- ABOUT THIS TASK -
The response must consist of each line in the listing that has the word "const" in it.

- STORED DATA -
□ □ □ □ □ □ □

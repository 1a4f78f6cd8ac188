//! Payment operations.

use serde_json::json;
use std::time::Duration;

use super::client::{decode, ApiClient};
use super::registry::{Domain, MutationDef, QueryDef};
use super::types::{CreatePaymentRequest, Payment, PaymentStatus};
use crate::cache::{CacheResult, Retention, Tag};
use crate::error::ApiError;
use crate::transport::Method;

const MONEY_MOVEMENT: &[Tag] = &[Tag::Wallet, Tag::Transaction, Tag::PaymentMethod];

/// Status is poll-only: it provides no tags, so no write refreshes it.
pub const STATUS: QueryDef = QueryDef {
  id: "payment.status",
  provides: &[],
  retention: Retention::Frequent,
};

pub const CREATE: MutationDef = MutationDef {
  id: "payment.create",
  method: Method::Post,
  invalidates: MONEY_MOVEMENT,
};

pub const PROCESS: MutationDef = MutationDef {
  id: "payment.process",
  method: Method::Post,
  invalidates: MONEY_MOVEMENT,
};

pub const DOMAIN: Domain = Domain {
  name: "payment",
  queries: &[STATUS],
  mutations: &[CREATE, PROCESS],
};

pub struct PaymentApi<'a> {
  client: &'a ApiClient,
}

impl<'a> PaymentApi<'a> {
  pub(crate) fn new(client: &'a ApiClient) -> Self {
    Self { client }
  }

  pub async fn create(&self, payment: &CreatePaymentRequest) -> Result<Payment, ApiError> {
    let request = self
      .client
      .request(CREATE.method, "/payment")
      .with_body(json!(payment));
    self.client.write(CREATE.id, request).await
  }

  pub async fn process(&self, payment_id: &str) -> Result<Payment, ApiError> {
    let request = self
      .client
      .request(PROCESS.method, format!("/payment/{}/process", payment_id));
    self.client.write(PROCESS.id, request).await
  }

  pub async fn status(&self, payment_id: &str) -> Result<CacheResult<PaymentStatus>, ApiError> {
    let request = self
      .client
      .request(Method::Get, format!("/payment/{}/status", payment_id));
    self
      .client
      .read(STATUS.id, json!({ "id": payment_id }), request)
      .await
  }

  /// Poll a payment until it reaches a terminal state.
  ///
  /// Holds one subscription and refetches it every `interval`. Returns the
  /// last status seen, terminal or not, once `max_polls` fetches are used.
  /// At least one fetch always happens, so a budget of 0 behaves like 1.
  pub async fn wait_for_settlement(
    &self,
    payment_id: &str,
    interval: Duration,
    max_polls: usize,
  ) -> Result<PaymentStatus, ApiError> {
    let request = self
      .client
      .request(Method::Get, format!("/payment/{}/status", payment_id));
    let mut subscription = self
      .client
      .watch(STATUS.id, json!({ "id": payment_id }), request)?;

    let mut status: PaymentStatus = decode(STATUS.id, subscription.settled().await?.data)?;
    let max_polls = max_polls.max(1);
    let mut polls = 1;
    while !status.status.is_terminal() && polls < max_polls {
      tokio::time::sleep(interval).await;
      subscription.refetch();
      status = decode(STATUS.id, subscription.settled().await?.data)?;
      polls += 1;
      tracing::debug!(payment_id, polls, state = ?status.status, "polled payment status");
    }

    Ok(status)
  }
}

#[cfg(test)]
mod tests {
  use super::*;
  use crate::api::types::PaymentState;
  use crate::cache::{CacheStatus, QueryKey};
  use crate::testing::{client, FakeTransport};
  use serde_json::Value;
  use std::sync::atomic::{AtomicUsize, Ordering};
  use std::sync::Arc;

  #[tokio::test(start_paused = true)]
  async fn test_wait_for_settlement_polls_until_terminal() {
    let fake = FakeTransport::new();
    let polls = Arc::new(AtomicUsize::new(0));
    {
      let polls = polls.clone();
      fake.respond_with(Method::Get, "/payment/p1/status", move |_| {
        let n = polls.fetch_add(1, Ordering::SeqCst);
        let state = if n < 2 { "processing" } else { "completed" };
        Ok(json!({ "paymentId": "p1", "status": state }))
      });
    }
    let api = client(&fake);

    let status = api
      .payments()
      .wait_for_settlement("p1", Duration::from_secs(2), 10)
      .await
      .unwrap();
    assert_eq!(status.status, PaymentState::Completed);
    assert_eq!(fake.calls("/payment/p1/status"), 3);
  }

  #[tokio::test(start_paused = true)]
  async fn test_wait_for_settlement_stops_at_poll_budget() {
    let fake = FakeTransport::new();
    fake.respond(
      Method::Get,
      "/payment/p2/status",
      json!({ "status": "pending" }),
    );
    let api = client(&fake);

    let status = api
      .payments()
      .wait_for_settlement("p2", Duration::from_secs(1), 4)
      .await
      .unwrap();
    assert_eq!(status.status, PaymentState::Pending);
    assert_eq!(fake.calls("/payment/p2/status"), 4);
  }

  #[tokio::test(start_paused = true)]
  async fn test_zero_poll_budget_still_fetches_once() {
    let fake = FakeTransport::new();
    fake.respond(
      Method::Get,
      "/payment/p5/status",
      json!({ "status": "processing" }),
    );
    let api = client(&fake);

    let status = api
      .payments()
      .wait_for_settlement("p5", Duration::from_secs(1), 0)
      .await
      .unwrap();
    assert_eq!(status.status, PaymentState::Processing);
    assert_eq!(fake.calls("/payment/p5/status"), 1);
  }

  #[tokio::test]
  async fn test_process_invalidates_money_tags_but_not_status() {
    let fake = FakeTransport::new();
    fake.respond(
      Method::Get,
      "/payment/p3/status",
      json!({ "status": "pending" }),
    );
    fake.respond(Method::Get, "/wallet/user", json!([]));
    fake.respond(
      Method::Post,
      "/payment/p3/process",
      json!({ "id": "p3", "amount": 12.5, "status": "processing" }),
    );
    let api = client(&fake);

    api.payments().status("p3").await.unwrap();
    api.wallets().user_wallets().await.unwrap();

    let payment = api.payments().process("p3").await.unwrap();
    assert_eq!(payment.status, PaymentState::Processing);

    let status_key = QueryKey::new(STATUS.id, &json!({ "id": "p3" }));
    assert_eq!(api.cache().status(&status_key), Some(CacheStatus::Fresh));
    assert_eq!(
      api.cache().status(&QueryKey::bare(crate::api::wallet::USER.id)),
      Some(CacheStatus::Stale)
    );
  }

  #[tokio::test]
  async fn test_create_posts_body() {
    let fake = FakeTransport::new();
    fake.respond(
      Method::Post,
      "/payment",
      json!({ "id": "p4", "amount": 3.0, "status": "pending" }),
    );
    let api = client(&fake);

    api
      .payments()
      .create(&CreatePaymentRequest {
        wallet_id: "w1".into(),
        amount: 3.0,
        recipient: "merchant-9".into(),
        description: None,
      })
      .await
      .unwrap();

    let body = fake.requests()[0].body.clone().unwrap_or(Value::Null);
    assert_eq!(
      body,
      json!({ "walletId": "w1", "amount": 3.0, "recipient": "merchant-9" })
    );
  }
}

□ □ □ □ □ □ □

- ANSWER SPACE -
const MONEY_MOVEMENT: &[Tag] = &[Tag::Wallet, Tag::Transaction, Tag::PaymentMethod];
pub const STATUS: QueryDef = QueryDef {
pub const CREATE: MutationDef = MutationDef {
pub const PROCESS: MutationDef = MutationDef {
pub const DOMAIN: Domain = Domain {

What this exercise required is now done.